Roughly half of all forest loss in Russia is associated with diseases and insect pests, and that share continues to grow. The new system is designed to detect signs of tree disease at much earlier stages while dramatically reducing the time required to survey vast forested areas.
The Deeper Into the Forest, the Better the Oversight
Ground inspections by forest pathologists and aerial patrols require substantial time and financial resources while limiting how quickly authorities can respond to emerging threats. LesSkaut combines unmanned aerial systems, Earth observation technologies and neural networks into a single monitoring platform. Researchers plan to train the AI to identify tree species, evaluate forest health and detect the earliest signs of disease and pest outbreaks. Achieving that goal will require building a training dataset of at least 5,000 annotated images.
The project is supported by Rosleskhoz (Federal Forestry Agency), Roslesozashchita (Russian Center for Forest Protection), Roslesinformg (Russian Forest Inventory Agency) and regional forestry authorities. Data generated by the platform will be integrated into Agrika, a digital platform designed to centralize forest information storage and analysis. Those data will also support the Federal State Information System. Since January 1, 2025, that nationwide system has operated across Russia under a unified digital standard for regional forestry agencies. As a result, delays or errors in data transmission are expected to be eliminated as Rosleskhoz works toward digitally mapping every hectare of the country's forests.

A Digital Forest
Since 2022, Russia has steadily expanded remote forest monitoring based on satellite imagery analyzed with neural networks. Roslesinformg began using AI at scale to detect illegal logging, with early trials showing the technology identified unauthorized logging operations 62% faster and 12% more accurately than human inspectors. In 2024, forestry agencies also began systematically deploying drones. More than 1,200 unmanned aerial vehicles were delivered to regional forestry services that year, and more than 5,100 are expected to be deployed by the end of 2030. The aircraft have demonstrated value across a wide range of forestry tasks, from assessing damage caused by disease and pests to forest inventories, reforestation monitoring, illegal logging detection and wildfire surveillance. As expected, by 2028-2030 unmanned aviation could account for as much as 30% of all aerial operations in Russia's forestry sector.
Roslesinformg, working with the Perm Pulp and Paper Company, also plans to scale the innovative LesProfi (ForestPro) technology nationwide. A single drone flight can scan up to 250 hectares (about 618 acres), while daily operations can cover as much as 1,500 hectares (about 3,700 acres) of forest. After processing, the collected data are transformed into a detailed three-dimensional digital twin. The model records the characteristics of every tree, including its location, height, diameter, species, crown area and timber volume. Meanwhile, researchers from Skoltech, Irkutsk Polytechnic University and the AIRI Institute have developed a neural network tool that can effectively "see" through forest canopies, identifying tree species, estimating tree age and, most importantly, measuring carbon stocks.

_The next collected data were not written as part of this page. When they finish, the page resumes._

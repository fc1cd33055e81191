// Copyright (C) 2026 Fred Clausen
// Use of this source code is governed by an MIT-style
// license that can be found in the LICENSE file or at
// https://opensource.org/licenses/MIT.

use crate::error::DomainError;
use serde::{Deserialize, Serialize};
use std::str::FromStr;

/// Opaque identity of a user.
///
/// Users carry no mutable state of their own; everything a course knows
/// about a user is keyed by this identifier.
#[derive(Debug, Clone, PartialEq, Eq, PartialOrd, Ord, Hash, Serialize, Deserialize)]
pub struct UserId(String);

impl UserId {
    /// Creates a new user identifier.
    ///
    /// # Arguments
    ///
    /// * `value` - The identifier value
    #[must_use]
    pub fn new(value: &str) -> Self {
        Self(value.to_string())
    }

    /// Returns the identifier value.
    #[must_use]
    pub fn value(&self) -> &str {
        &self.0
    }
}

impl std::fmt::Display for UserId {
    fn fmt(&self, f: &mut std::fmt::Formatter<'_>) -> std::fmt::Result {
        f.write_str(&self.0)
    }
}

/// Identifier of an assignment category within a course.
#[derive(Debug, Clone, PartialEq, Eq, PartialOrd, Ord, Hash, Serialize, Deserialize)]
pub struct CategoryId(String);

impl CategoryId {
    /// Creates a new category identifier.
    #[must_use]
    pub fn new(value: &str) -> Self {
        Self(value.to_string())
    }

    /// Returns the identifier value.
    #[must_use]
    pub fn value(&self) -> &str {
        &self.0
    }
}

impl std::fmt::Display for CategoryId {
    fn fmt(&self, f: &mut std::fmt::Formatter<'_>) -> std::fmt::Result {
        f.write_str(&self.0)
    }
}

/// Identifier of an assignment, unique across all categories of a course.
#[derive(Debug, Clone, PartialEq, Eq, PartialOrd, Ord, Hash, Serialize, Deserialize)]
pub struct AssignmentId(String);

impl AssignmentId {
    /// Creates a new assignment identifier.
    #[must_use]
    pub fn new(value: &str) -> Self {
        Self(value.to_string())
    }

    /// Returns the identifier value.
    #[must_use]
    pub fn value(&self) -> &str {
        &self.0
    }
}

impl std::fmt::Display for AssignmentId {
    fn fmt(&self, f: &mut std::fmt::Formatter<'_>) -> std::fmt::Result {
        f.write_str(&self.0)
    }
}

/// A named category of user within a course.
///
/// A user may hold several roles at once; their effective permissions are
/// the union of the permission sets of every role they hold.
#[derive(Debug, Clone, Copy, PartialEq, Eq, PartialOrd, Ord, Hash, Serialize, Deserialize)]
pub enum Role {
    /// Enrolled student. May read course metadata and submit work.
    Student,
    /// Teaching assistant. May read and grade student work.
    TeachingAssistant,
    /// Professor. Holds every permission in the course.
    Professor,
}

impl Role {
    /// Every role, in ascending order of authority.
    pub const ALL: [Self; 3] = [Self::Student, Self::TeachingAssistant, Self::Professor];

    /// Converts this role to its string representation.
    #[must_use]
    pub const fn as_str(&self) -> &'static str {
        match self {
            Self::Student => "Student",
            Self::TeachingAssistant => "TeachingAssistant",
            Self::Professor => "Professor",
        }
    }
}

impl FromStr for Role {
    type Err = DomainError;

    fn from_str(s: &str) -> Result<Self, Self::Err> {
        match s {
            "Student" => Ok(Self::Student),
            "TeachingAssistant" => Ok(Self::TeachingAssistant),
            "Professor" => Ok(Self::Professor),
            _ => Err(DomainError::InvalidRole(s.to_string())),
        }
    }
}

impl std::fmt::Display for Role {
    fn fmt(&self, f: &mut std::fmt::Formatter<'_>) -> std::fmt::Result {
        write!(f, "{}", self.as_str())
    }
}
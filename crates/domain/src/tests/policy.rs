// Copyright (C) 2026 Fred Clausen
// Use of this source code is governed by an MIT-style
// license that can be found in the LICENSE file or at
// https://opensource.org/licenses/MIT.

use crate::{
    GradeSchema, GradeSchemaRef, LatePolicy, LatePolicyRef, LetterGrade, NoLatePenalty,
    PercentPerDayPenalty, ThresholdGradeSchema,
};
use time::Duration;

#[test]
fn test_threshold_schema_boundaries() {
    let schema: ThresholdGradeSchema = ThresholdGradeSchema::default();

    assert_eq!(schema.to_letter_grade(100.0), LetterGrade::A);
    assert_eq!(schema.to_letter_grade(90.0), LetterGrade::A);
    assert_eq!(schema.to_letter_grade(89.9), LetterGrade::B);
    assert_eq!(schema.to_letter_grade(70.0), LetterGrade::C);
    assert_eq!(schema.to_letter_grade(60.0), LetterGrade::D);
    assert_eq!(schema.to_letter_grade(59.9), LetterGrade::F);
}

#[test]
fn test_no_late_penalty_is_identity() {
    let policy: NoLatePenalty = NoLatePenalty;

    assert!((policy.apply_penalty(87.5, Duration::days(3)) - 87.5).abs() < f64::EPSILON);
}

#[test]
fn test_percent_per_day_counts_started_days() {
    let policy: PercentPerDayPenalty = PercentPerDayPenalty::new(10.0);

    assert!((policy.apply_penalty(90.0, Duration::ZERO) - 90.0).abs() < f64::EPSILON);
    assert!((policy.apply_penalty(90.0, Duration::hours(1)) - 80.0).abs() < f64::EPSILON);
    assert!((policy.apply_penalty(90.0, Duration::hours(25)) - 70.0).abs() < f64::EPSILON);
}

#[test]
fn test_percent_per_day_never_goes_negative() {
    let policy: PercentPerDayPenalty = PercentPerDayPenalty::new(50.0);

    assert!(policy.apply_penalty(40.0, Duration::days(5)).abs() < f64::EPSILON);
}

#[test]
fn test_policy_handles_compare_by_identity() {
    let first: GradeSchemaRef = GradeSchemaRef::new(ThresholdGradeSchema::default());
    let copy: GradeSchemaRef = first.clone();
    let other: GradeSchemaRef = GradeSchemaRef::new(ThresholdGradeSchema::default());

    assert_eq!(first, copy);
    assert_ne!(first, other);
    assert_eq!(first.name(), "threshold");

    let late: LatePolicyRef = LatePolicyRef::new(NoLatePenalty);
    assert_eq!(late, late.clone());
    assert_eq!(late.name(), "none");
}
// Copyright (C) 2026 Fred Clausen
// Use of this source code is governed by an MIT-style
// license that can be found in the LICENSE file or at
// https://opensource.org/licenses/MIT.

use crate::error::DomainError;
use crate::records::{Assignment, AssignmentCategory, StudentRecord};
use crate::types::UserId;

/// Validates that a user identifier is usable.
///
/// # Errors
///
/// Returns an error if the identifier is empty or contains whitespace.
pub fn validate_user_id(user: &UserId) -> Result<(), DomainError> {
    if user.value().is_empty() {
        return Err(DomainError::InvalidUserId(String::from(
            "User id cannot be empty",
        )));
    }
    if user.value().chars().any(char::is_whitespace) {
        return Err(DomainError::InvalidUserId(format!(
            "User id '{user}' cannot contain whitespace"
        )));
    }
    Ok(())
}

/// Validates that a student record's basic field constraints are met.
///
/// This does NOT check for uniqueness (that requires course context).
///
/// # Errors
///
/// Returns an error if:
/// - The student id is invalid
/// - The display name is empty
pub fn validate_student_record(record: &StudentRecord) -> Result<(), DomainError> {
    validate_user_id(&record.student)?;

    if record.display_name.trim().is_empty() {
        return Err(DomainError::InvalidName(String::from(
            "Display name cannot be empty",
        )));
    }

    Ok(())
}

/// Validates a course name.
///
/// # Errors
///
/// Returns an error if the name is empty or only whitespace.
pub fn validate_course_name(name: &str) -> Result<(), DomainError> {
    if name.trim().is_empty() {
        return Err(DomainError::InvalidName(String::from(
            "Course name cannot be empty",
        )));
    }
    Ok(())
}

/// Validates an assignment category's own fields.
///
/// Assignments carried by the category are validated individually.
///
/// # Errors
///
/// Returns an error if the name is empty, the weight exceeds 100, or any
/// contained assignment is invalid.
pub fn validate_category(category: &AssignmentCategory) -> Result<(), DomainError> {
    if category.name.trim().is_empty() {
        return Err(DomainError::InvalidName(String::from(
            "Category name cannot be empty",
        )));
    }
    if category.weight > 100 {
        return Err(DomainError::InvalidWeight {
            weight: category.weight,
        });
    }
    category
        .assignments
        .values()
        .try_for_each(validate_assignment)
}

/// Validates an assignment's fields.
///
/// # Errors
///
/// Returns an error if the name is empty or the assignment is worth no points.
pub fn validate_assignment(assignment: &Assignment) -> Result<(), DomainError> {
    if assignment.name.trim().is_empty() {
        return Err(DomainError::InvalidName(String::from(
            "Assignment name cannot be empty",
        )));
    }
    if assignment.points_possible == 0 {
        return Err(DomainError::InvalidPoints(format!(
            "Assignment '{}' must be worth at least one point",
            assignment.id
        )));
    }
    Ok(())
}

/// Validates a raw percentage score.
///
/// Scores above 100 are allowed to support extra credit.
///
/// # Errors
///
/// Returns an error if the score is negative, NaN or infinite.
pub fn validate_score(raw_score: f64) -> Result<(), DomainError> {
    if !raw_score.is_finite() || raw_score < 0.0 {
        return Err(DomainError::InvalidScore(format!(
            "Score {raw_score} must be a finite, non-negative number"
        )));
    }
    Ok(())
}
//! Cache inspection commands: `stats`, `verify` and `clear`.

use anyhow::{bail, Context, Result};

use wayfinder_cli::output::{format_stats, format_verification, OutputFormat};

use super::{AppContext, GlobalOptions};

pub async fn handle_stats(options: &GlobalOptions, format: OutputFormat) -> Result<()> {
    let context = AppContext::open(options, false)?;
    let stats = context
        .cache
        .offline_stats()
        .await
        .context("failed to inspect the offline cache")?;
    format.emit(&stats, format_stats)
}

pub async fn handle_verify(options: &GlobalOptions, format: OutputFormat) -> Result<()> {
    let context = AppContext::open(options, false)?;
    let report = context
        .cache
        .verify_pathfinding()
        .await
        .context("failed to read the offline cache")?;
    format.emit(&report, format_verification)?;

    if !report.passed {
        bail!("offline pathfinding verification failed: {}", report.message);
    }
    Ok(())
}

pub async fn handle_clear(options: &GlobalOptions) -> Result<()> {
    let context = AppContext::open(options, false)?;
    context
        .cache
        .clear()
        .await
        .context("failed to clear the offline cache")?;
    context.router.invalidate();
    println!("Offline cache cleared");
    Ok(())
}
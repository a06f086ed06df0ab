use chrono::{DateTime, Utc};

/// Source of timestamps for sync bookkeeping.
pub trait Clock: Send + Sync {
    fn now(&self) -> DateTime<Utc>;
}

/// Wall-clock time from the operating system.
#[derive(Debug, Clone, Copy, Default)]
pub struct SystemClock;

impl Clock for SystemClock {
    fn now(&self) -> DateTime<Utc> {
        Utc::now()
    }
}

From Individual Flights to Continuous Monitoring
LesSkaut is expected to evolve from isolated test flights into continuous monitoring of large forest landscapes. Drones equipped with RGB, multispectral, hyperspectral and LiDAR sensors will rapidly collect field data, while artificial intelligence identifies areas requiring inspection by forest pathologists. That approach allows forest pathologists to concentrate on locations most likely to present problems instead of surveying entire forests.
The project's immediate priority is to build a representative collection of primary data and validate the model under a wide range of natural conditions. A significantly larger dataset covering multiple regions, seasons, tree species and stages of disease will be required before the platform can support nationwide deployment.

Even so, the technology could become an important part of the digital future of Russia's forestry sector because LesSkaut brings together drones, satellite observations and artificial intelligence within a single forest management system.